Dans le cadre du projet  « INNOV’noyer  » lancé en  2017, INRAE3et le CTIFL ont initié un travail ambitieux pour caractériser les ressources génétiques de la collection de noyers. Ils ont conduit des travaux en génétique (génotypage, phénotypage, étude d’association pangénomique) dans le but de déterminer l’architecture génétique des principaux caractères d’intérêt agronomique chez le noyer cultivé (date de floraison plus tardive pour éviter les gelées printanières, noix de plus gros calibre, facilité d’énoisage, etc.), et de proposer des outils utiles au travail de sélection.

L’analyse de la diversité génétique et de la structure de la collection de noyers cultivés à l’aide de marqueurs microsatellites a montré une structuration en deux groupes ancestraux en lien avec l’origine géographique des accessions4 et des accessions très diverses génétiquement, résultats à prendre en compte pour le choix de futurs géniteurs.

Elle a également permis de sélectionner un panel de 170 accessions sur lequel ont été menées des études approfondies de phénotypage et d’association pangénomique.

Le phénotypage de ce panel de 170 individus a été réalisé pour un ensemble de caractères : phénologie, qualité du fruit et résistance aux maladies.

Au total, 34 variables ont été étudiées sur les 170 noyers sélectionnés. Certains caractères liés au fruit comme la taille de la noix (hauteur, diamètre), son poids, le rendement au cassage et la force nécessaire pour rompre la noix, ont été mesurés.  

Certains caractères liés au fruit comme la taille de la noix (hauteur, diamètre), son poids, le rendement au cassage et la force nécessaire pour rompre la noix ont été mesurés.

 Ces études ont été possibles Grâce au développement de méthodes utilisant des techniques de phénotypage robustes, comme le texturomètre qui permet de mesurer la force nécessaire pour engendrer la rupture initiale de la noix, et surtout de la microtomographie à rayons-X pour mesurer tous les caractères morphologiques, sans casser la noix.

Cette technique non destructive permet de séparer les 3 principales parties de la noix (coque, cerneau et espace vide) sans avoir à l’ouvrir. Par exemple et selon les accessions, la hauteur de la noix varie de 28 millimètres environ à plus de 51 millimètres, et l’épaisseur de la coque peut varier du simple au double.

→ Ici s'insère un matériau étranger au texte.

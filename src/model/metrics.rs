//! Diagnostics: regression error, k-fold cross-validation, silhouette.
//! None of these gate training success.

use super::regressor::Regressor;
use super::tier::RegressorParams;
use ndarray::{Array1, Array2, ArrayView1, Axis};

pub fn mean_squared_error(y: &Array1<f64>, pred: &Array1<f64>) -> f64 {
    if y.is_empty() {
        return 0.0;
    }
    y.iter()
        .zip(pred)
        .map(|(a, b)| (a - b).powi(2))
        .sum::<f64>()
        / y.len() as f64
}

pub fn r2_score(y: &Array1<f64>, pred: &Array1<f64>) -> f64 {
    let Some(mean) = y.mean() else {
        return 0.0;
    };
    let ss_res: f64 = y.iter().zip(pred).map(|(a, b)| (a - b).powi(2)).sum();
    let ss_tot: f64 = y.iter().map(|a| (a - mean).powi(2)).sum();
    if ss_tot <= f64::EPSILON {
        return if ss_res <= f64::EPSILON { 1.0 } else { 0.0 };
    }
    1.0 - ss_res / ss_tot
}

/// Contiguous k-fold R² scores; the first `n % k` folds take one extra row.
pub fn cross_val_r2(
    params: RegressorParams,
    x: &Array2<f64>,
    y: &Array1<f64>,
    folds: usize,
    seed: u64,
) -> Result<Vec<f64>, String> {
    let n = x.nrows();
    if folds < 2 || folds > n {
        return Err(format!("cannot split {n} samples into {folds} folds"));
    }
    let mut scores = Vec::with_capacity(folds);
    let mut start = 0;
    for f in 0..folds {
        let size = n / folds + usize::from(f < n % folds);
        let test: Vec<usize> = (start..start + size).collect();
        let train: Vec<usize> = (0..n).filter(|i| *i < start || *i >= start + size).collect();
        start += size;

        let model = Regressor::fit(
            params,
            &x.select(Axis(0), &train),
            &y.select(Axis(0), &train),
            seed,
        )?;
        let x_test = x.select(Axis(0), &test);
        let y_test = y.select(Axis(0), &test);
        scores.push(r2_score(&y_test, &model.predict(&x_test)));
    }
    Ok(scores)
}

pub fn euclidean(a: ArrayView1<f64>, b: ArrayView1<f64>) -> f64 {
    a.iter()
        .zip(b.iter())
        .map(|(p, q)| (p - q).powi(2))
        .sum::<f64>()
        .sqrt()
}

/// Mean silhouette coefficient. `None` unless 2 ≤ occupied clusters < n.
pub fn silhouette_score(x: &Array2<f64>, labels: &[usize]) -> Option<f64> {
    let n = x.nrows();
    let k = labels.iter().copied().max()? + 1;
    let mut sizes = vec![0usize; k];
    for &l in labels {
        sizes[l] += 1;
    }
    let occupied = sizes.iter().filter(|s| **s > 0).count();
    if occupied < 2 || occupied >= n {
        return None;
    }

    let mut total = 0.0;
    for i in 0..n {
        let mut sums = vec![0.0; k];
        for j in 0..n {
            if i != j {
                sums[labels[j]] += euclidean(x.row(i), x.row(j));
            }
        }
        let own = labels[i];
        if sizes[own] <= 1 {
            continue;
        }
        let a = sums[own] / (sizes[own] - 1) as f64;
        let b = (0..k)
            .filter(|&c| c != own && sizes[c] > 0)
            .map(|c| sums[c] / sizes[c] as f64)
            .fold(f64::INFINITY, f64::min);
        let denom = a.max(b);
        if denom > 0.0 {
            total += (b - a) / denom;
        }
    }
    Some(total / n as f64)
}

Enfin, l’étude d’association pangénomique (ou GWAS) a permis d’associer des zones du génome et des caractères d’intérêt, sur le plan de la phénologie comme la date de débourrement des feuilles et des fleurs femelles, le type de fructification le long du rameau (intervenant directement sur le rendement), ou la qualité du fruit comme le diamètre, le volume et le poids de la noix ou celui du cerneau.

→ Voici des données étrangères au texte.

//! Severity and alert classification for anomaly scores.

mod engine;

pub use engine::{AlertLevel, RiskEngine, Severity};
//! Artifact store benchmark: encrypt+insert and load+verify+decrypt.

use cohort_insight::analysis::{AnomalyParams, CohortAnalyzer};
use cohort_insight::config::AnalyticsConfig;
use cohort_insight::model::ModelKind;
use cohort_insight::records::StudentRecord;
use cohort_insight::storage::ArtifactStore;
use criterion::{black_box, criterion_group, criterion_main, Criterion};
use tempfile::tempdir;

fn trained_analyzer() -> CohortAnalyzer {
    let records: Vec<StudentRecord> = (0..40)
        .map(|i| {
            let base = 50.0 + (i % 9) as f64 * 5.0;
            StudentRecord::new(format!("s{i}"))
                .with_homework(vec![base, base + 1.0, base - 1.0, 0.0])
                .with_discussion(i % 5, i % 3, i % 4)
                .with_video(&[(30.0 + base, 0.1)])
                .with_synthesis(base, base - 5.0)
        })
        .collect();
    let mut analyzer = CohortAnalyzer::new(&AnalyticsConfig::default());
    analyzer.train_all(&records);
    analyzer
}

fn bench_save(c: &mut Criterion) {
    let dir = tempdir().unwrap();
    let store = ArtifactStore::open(&dir.path().join("artifacts.db"), b"bench-secret").unwrap();
    let analyzer = trained_analyzer();

    c.bench_function("storage_save_all_artifacts", |b| {
        b.iter(|| black_box(analyzer.save(&store)).unwrap())
    });
}

fn bench_load(c: &mut Criterion) {
    let dir = tempdir().unwrap();
    let store = ArtifactStore::open(&dir.path().join("artifacts.db"), b"bench-secret").unwrap();
    let analyzer = trained_analyzer();
    analyzer.save(&store).unwrap();

    c.bench_function("storage_load_anomaly_artifact", |b| {
        b.iter(|| {
            black_box(store.load_latest::<AnomalyParams>(ModelKind::AnomalyDetector)).unwrap()
        })
    });
}

criterion_group!(benches, bench_save, bench_load);
criterion_main!(benches);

L’ensemble de ces connaissances et des outils, tels que les marqueurs moléculaires, mis aujourd’hui à disposition par ce travail en partenariat permet d’envisager un travail de sélection correspondant aux critères recherchés de façon précise.

Proposer des variétés à cycle court, pour éviter les gelées printanières, et produisant des noix relativement tôt dans la saison, est primordial. Il faut toutefois pouvoir maintenir une forte productivité, une grande vigueur de l’arbre et une qualité organoleptique des fruits.

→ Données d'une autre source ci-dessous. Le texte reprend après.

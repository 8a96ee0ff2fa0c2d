//! Robust scaling: center on the median, divide by the inter-quartile range.

use crate::features::stats::{median, quartiles};
use ndarray::{Array1, Array2, ArrayView1, Axis};
use serde::{Deserialize, Serialize};

#[derive(Debug, Clone, PartialEq, Serialize, Deserialize)]
pub struct RobustScaler {
    pub center: Array1<f64>,
    pub scale: Array1<f64>,
}

impl RobustScaler {
    /// Columns with zero IQR keep unit scale.
    pub fn fit(x: &Array2<f64>) -> Self {
        let mut center = Array1::zeros(x.ncols());
        let mut scale = Array1::ones(x.ncols());
        for (j, col) in x.axis_iter(Axis(1)).enumerate() {
            let col = col.to_vec();
            center[j] = median(&col);
            let (q1, q3) = quartiles(&col);
            let iqr = q3 - q1;
            if iqr > f64::EPSILON {
                scale[j] = iqr;
            }
        }
        Self { center, scale }
    }

    pub fn transform(&self, x: &Array2<f64>) -> Array2<f64> {
        let mut out = x.clone();
        for mut row in out.rows_mut() {
            row -= &self.center;
            row /= &self.scale;
        }
        out
    }

    pub fn transform_row(&self, row: ArrayView1<f64>) -> Array1<f64> {
        (&row - &self.center) / &self.scale
    }

    /// Map a scaled row back into raw feature space.
    pub fn inverse_transform_row(&self, row: ArrayView1<f64>) -> Array1<f64> {
        &row * &self.scale + &self.center
    }

    pub fn dim(&self) -> usize {
        self.center.len()
    }
}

1La Chine est le principal pays producteur, avec plus d’un million de tonnes en moyenne sur les 20 dernières années, suivie par la Californie et l’Iran. La France se situe à la 10ème position, mais représente le 3ème producteur européen derrière l’Ukraine et la Roumanie. En 2019, la France a produit plus de 35 000 tonnes de noix et presque 26 000 hectares sont alloués à sa production, ce qui en fait la deuxième culture arboricole fruitière en termes de surfaces, derrière la pomme. Avec ses deux AOP Noix de Grenoble et Noix du Périgord, la noix est un fruit à coque incontournable économiquement et culturellement.

2Le projet « INNOV NOYER » est porté par CTIFL en partenariat avec INRAE et l’Université de Davis en Californie ; il est subventionné par la région Nouvelle-Aquitaine et labellisé par le pôle de compétitivité Agri Sud-Ouest Innovation.


3L’équipe A3C ‘Adaptation du Cerisier au Changement Climatique‘ de l’UMR Biologie du Fruit et Pathologie (BFP)

4Accession : Une entité génétique distincte (souvent un lot de graines) identifiable de manière unique représentant un cultivar, une lignée de sélection ou une population.